Que s’est-il vraiment passé en coulisses, au sein des état-majors, des partis politiques, avec les candidats pendant la campagne présidentielle la plus surréaliste que la France ait jamais connue ? Mathieu Sapin dont on connait tout le talent de reporter de terrain, crayon et Dictaphone en main, a rassemblé un beau plateau de dessinatrices et dessinateurs, six au total, pour suivre pas à pas les douze candidats. Carnets de campagne, c’est le voyage au bout du bout, du monde, de l’enfer, de l’incompréhension, de l’absurdité, du malentendu, en mot avec le recul de ce qu’on a vécu au fil des jours pour en arriver à un résultat qui dépasse l’entendement. Pas glorieux et même triste. Fini le PS, le PC (mais ça on le savait), LR plus étonnant mais quel casting de série B, et tout le reste, les écolos, Zemmour qui part à Saint-Tropez. Carnets de campagne n’est pas un décryptage mais un état des lieux avant soldes, on brade, un compte-rendu pertinent et franchement on s’y accroche à ses 240 pages, on en redemanderait presque. Du masochisme.
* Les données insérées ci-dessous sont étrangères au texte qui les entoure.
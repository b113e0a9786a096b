//! Input and assignment validation.
//!
//! Every check collects all problems before failing; messages are joined with
//! `"; "`. Enum values and date formats are already enforced by
//! deserialization, so these functions cover required fields, the company
//! allow-list, and assignment preconditions.

use crate::entities::{Certificate, NewCertificate, NewPersonnel, NewSite, Personnel, Site};
use crate::enums::{CertificateStatus, PersonnelStatus};
use crate::errors::CoreError;
use crate::updates::{CertificateUpdate, PersonnelUpdate, SiteUpdate};

#[derive(Default)]
struct Problems {
    missing: Vec<String>,
    invalid: Vec<String>,
}

impl Problems {
    fn require(&mut self, field: &str, value: &str) {
        if value.trim().is_empty() {
            self.missing.push(format!("{field} is required"));
        }
    }

    fn not_blank(&mut self, field: &str, value: Option<&String>) {
        if value.is_some_and(|v| v.trim().is_empty()) {
            self.invalid.push(format!("{field} cannot be blank"));
        }
    }

    fn company(&mut self, company: &str, allowed: &[String]) {
        let company = company.trim();
        if company.is_empty() || allowed.is_empty() {
            return;
        }
        if !allowed.iter().any(|c| c == company) {
            self.invalid.push(format!(
                "company must be one of: {}",
                allowed.join(", ")
            ));
        }
    }

    /// Missing fields win over other problems so callers see `MissingField`.
    fn finish(self) -> Result<(), CoreError> {
        if !self.missing.is_empty() {
            let all: Vec<String> = self.missing.into_iter().chain(self.invalid).collect();
            return Err(CoreError::MissingField(all.join("; ")));
        }
        if !self.invalid.is_empty() {
            return Err(CoreError::Validation(self.invalid.join("; ")));
        }
        Ok(())
    }
}

/// Validate a site registration against the company allow-list (empty list
/// means any company).
///
/// # Errors
///
/// [`CoreError::MissingField`] when name, company or address is blank,
/// otherwise [`CoreError::Validation`].
pub fn validate_new_site(site: &NewSite, companies: &[String]) -> Result<(), CoreError> {
    let mut problems = Problems::default();
    problems.require("name", &site.name);
    problems.require("company", &site.company);
    problems.require("address", &site.address);
    problems.company(&site.company, companies);
    check_coordinates(&mut problems, site.latitude, site.longitude);
    problems.finish()
}

/// # Errors
///
/// [`CoreError::Validation`] when a provided field is blank or the company is
/// not allowed.
pub fn validate_site_update(update: &SiteUpdate, companies: &[String]) -> Result<(), CoreError> {
    let mut problems = Problems::default();
    problems.not_blank("name", update.name.as_ref());
    problems.not_blank("company", update.company.as_ref());
    problems.not_blank("address", update.address.as_ref());
    if let Some(company) = &update.company {
        problems.company(company, companies);
    }
    check_coordinates(
        &mut problems,
        update.latitude.flatten(),
        update.longitude.flatten(),
    );
    problems.finish()
}

fn check_coordinates(problems: &mut Problems, latitude: Option<f64>, longitude: Option<f64>) {
    if latitude.is_some_and(|lat| !(-90.0..=90.0).contains(&lat)) {
        problems
            .invalid
            .push("latitude must be between -90 and 90".to_string());
    }
    if longitude.is_some_and(|lon| !(-180.0..=180.0).contains(&lon)) {
        problems
            .invalid
            .push("longitude must be between -180 and 180".to_string());
    }
}

/// # Errors
///
/// [`CoreError::MissingField`] when name or role is blank.
pub fn validate_new_personnel(person: &NewPersonnel) -> Result<(), CoreError> {
    let mut problems = Problems::default();
    problems.require("name", &person.name);
    problems.require("role", &person.role);
    if person.status == PersonnelStatus::Deployed {
        problems
            .invalid
            .push("new personnel cannot start as deployed".to_string());
    }
    problems.finish()
}

/// # Errors
///
/// [`CoreError::Validation`] when a provided required field is blank.
pub fn validate_personnel_update(update: &PersonnelUpdate) -> Result<(), CoreError> {
    let mut problems = Problems::default();
    problems.not_blank("name", update.name.as_ref());
    problems.not_blank("role", update.role.as_ref());
    problems.finish()
}

/// # Errors
///
/// [`CoreError::MissingField`] when name or owner name is blank.
pub fn validate_new_certificate(certificate: &NewCertificate) -> Result<(), CoreError> {
    let mut problems = Problems::default();
    problems.require("name", &certificate.name);
    problems.require("owner_name", &certificate.owner_name);
    if certificate.status == CertificateStatus::InUse {
        problems
            .invalid
            .push("new certificates cannot start as in_use".to_string());
    }
    check_validity(
        &mut problems,
        certificate.acquired_on,
        certificate.valid_until,
    );
    problems.finish()
}

/// # Errors
///
/// [`CoreError::Validation`] when a provided required field is blank.
pub fn validate_certificate_update(update: &CertificateUpdate) -> Result<(), CoreError> {
    let mut problems = Problems::default();
    problems.not_blank("name", update.name.as_ref());
    problems.not_blank("owner_name", update.owner_name.as_ref());
    check_validity(
        &mut problems,
        update.acquired_on.flatten(),
        update.valid_until.flatten(),
    );
    problems.finish()
}

fn check_validity(
    problems: &mut Problems,
    acquired_on: Option<chrono::NaiveDate>,
    valid_until: Option<chrono::NaiveDate>,
) {
    if let (Some(acquired), Some(until)) = (acquired_on, valid_until) {
        if until < acquired {
            problems
                .invalid
                .push("valid_until cannot precede acquired_on".to_string());
        }
    }
}

/// Check that a manager and certificate may be linked to a site.
///
/// # Errors
///
/// [`CoreError::Validation`] listing every violated rule: the site is already
/// assigned, the manager is retired or on leave, or the certificate is not
/// available.
pub fn validate_assignment(
    site: &Site,
    manager: &Personnel,
    certificate: &Certificate,
) -> Result<(), CoreError> {
    let mut problems = Problems::default();
    if site.is_assigned() {
        problems
            .invalid
            .push(format!("site {} already has a manager assigned", site.id));
    }
    match manager.status {
        PersonnelStatus::Retired => problems
            .invalid
            .push(format!("{} has retired and cannot be assigned", manager.name)),
        PersonnelStatus::OnLeave => problems
            .invalid
            .push(format!("{} is on leave and cannot be assigned", manager.name)),
        PersonnelStatus::Available | PersonnelStatus::Deployed => {}
    }
    if !certificate.is_available() {
        problems.invalid.push(format!(
            "certificate {} is {}",
            certificate.id, certificate.status
        ));
    }
    problems.finish()
}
Louison, Dorothée de Montfreid, Kokopello, Lara, Morgan Navarro et évidemment Mathieu Sapin sont partis en chasse. C’est vrai en fait, le candidat c’est du gibier, on le traque, on attend la faute pour sonner l’hallali. Sauf qu’il faut mettre au crédit des chroniqueurs que leur objectivité fait la différence. Alors on écoute les confidences, les bons ou mauvais mots recueillis mis en dessin, les profils de personnages que l’on a vu envahir les écrans, les confrères de la presse écrite se la jouent cadors. On passe d’un candidat à l’autre. Belle Hidalgo, on parle beaucoup, on est à l’échelle quartier pour EELV. On lit des réactions complètement décalées, prétentieuses, stupides. Ils n’en n’ont pas laissé passé une les six mousquetaires. Leurs modèles d’un jour doivent se mordre les doigts encore qu’on n’est même pas certain qu’ils aient conscience de leur bêtise.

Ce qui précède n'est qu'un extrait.